The 100,000 Genomes Project

Led by Genomics England and NHS England, this project was established to sequence 100,000 genomes from around 85,000 NHS patients affected by a rare disease or cancer.

100,000 Genomes

Led by Genomics England and NHS England, the 100,000 Genomes Project was a ground-breaking initiative established to sequence 100,000 genomes from more than 85,000 NHS patients affected by a rare disease or cancer.

The project ran from 2012-2018 and provided an in-depth look at participants’ genomes to help doctors better understand, and ultimately treat, rare and inherited diseases and various cancers.

The 100,000 Genomes Project paved the way for a new NHS Genomic Medicine Service (GMS). It generated new insights, a wealth of data for researchers and acted as a kick-starter for the UK genomics industry, as well as uncovering answers for many participants and their families.

We would like to thank all the participants and their families who participated in our region, as well as the healthcare professionals who helped recruit participants and deliver the project.
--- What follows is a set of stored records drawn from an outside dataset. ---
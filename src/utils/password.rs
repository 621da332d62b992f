use crate::error::{AppError, AppResult};
use bcrypt::{DEFAULT_COST, hash, verify};

pub fn hash_password(password: &str) -> AppResult<String> {
    hash(password, DEFAULT_COST)
        .map_err(|e| AppError::InternalError(format!("Password hashing failed: {e}")))
}

/// A malformed stored hash is a configuration problem, not a wrong password.
pub fn verify_password(password: &str, hash: &str) -> AppResult<bool> {
    verify(password, hash)
        .map_err(|e| AppError::ConfigError(format!("Invalid admin password hash: {e}")))
}

#[cfg(test)]
mod tests {
    use super::*;

    #[test]
    fn test_hash_and_verify_password() {
        let password = "Masseria2026";
        let hashed = hash_password(password).unwrap();

        assert!(verify_password(password, &hashed).unwrap());
        assert!(!verify_password("masseria2026", &hashed).unwrap());
    }

    #[test]
    fn test_malformed_hash_is_an_error() {
        assert!(matches!(
            verify_password("x", "not-a-bcrypt-hash"),
            Err(AppError::ConfigError(_))
        ));
    }
}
Visit Genomics England’s website for more information on the 100,000 Genomes Project and to hear from participants about their experiences. The website also contains detailed information for participants of the Project.

Returning Results to Participants

Recruitment of participants to the 100,000 Genomes Project was completed in 2018, with the 100,000th sequence achieved in December 2018.

Primary results have been analysed and all reports were issued to referring clinicians by summer 2020. If you are a participant in the project and have not received your primary results, please contact your clinical team.

As part of participants’ consent, they were asked if they wanted Genomics England to look for additional health information in their genome sequence, not related to the condition for which they were recruited. This ‘Additional Findings’ data is being analysed and outcomes are shared with participants via their clinicians when available.

Participants who wish to check whether they consented for additional findings or to change their choice can do this through the Check My Choice portal. Further information on additional findings, and links to the Check My Choice portal can be found on the Genomics England website.

Individuals who took part when they were 15 or under and are now over 16 will be contacted by a member of the team to ask if they would now like to be enrolled as an adult.

Please note, although the project has completed recruitment, genetic testing for rare disorders and cancers continues to be available through the NHS GLHs.

The role of North Thames

Participants for the 100,000 Genomes Project were recruited through 13 NHS Genomic Medicine Centres (GMCs) across England, which worked with the NHS genetic and other specialist services in their area to coordinate recruitment, testing, analysis and return of results (primary and additional findings) to participants and relevant family members.

In our region, two GMCs were established and were vital to the success of the project, recruiting more than a quarter of all cases recruited to the 100,000 Genomes project, including the most cases for ophthalmology, paediatric cancer, and neurology.

The North Thames NHS Genomic Medicine Centre

Led by Great Ormond Street Hospital NHS Foundation Trust, The NTGMC partnership submitted over 23,800 DNA samples (23%) into the national project; 17,770 samples from patients and their families effected by rare diseases (about 9,000 patients) and 6,030 from patients with cancer.

The West London Genomic Medicine Centre

Led by Imperial College Healthcare NHS Trust the WLGMC worked with their local delivery partners, Chelsea and Westminster NHS Foundation Trust, Royal Marsden Hospital NHS Foundation Trust and Royal Brompton and Harefield NHS Foundation Trust.

The WLGMC successfully recruited over 1,600 participants with a rare disease and over 800 participants with a cancer.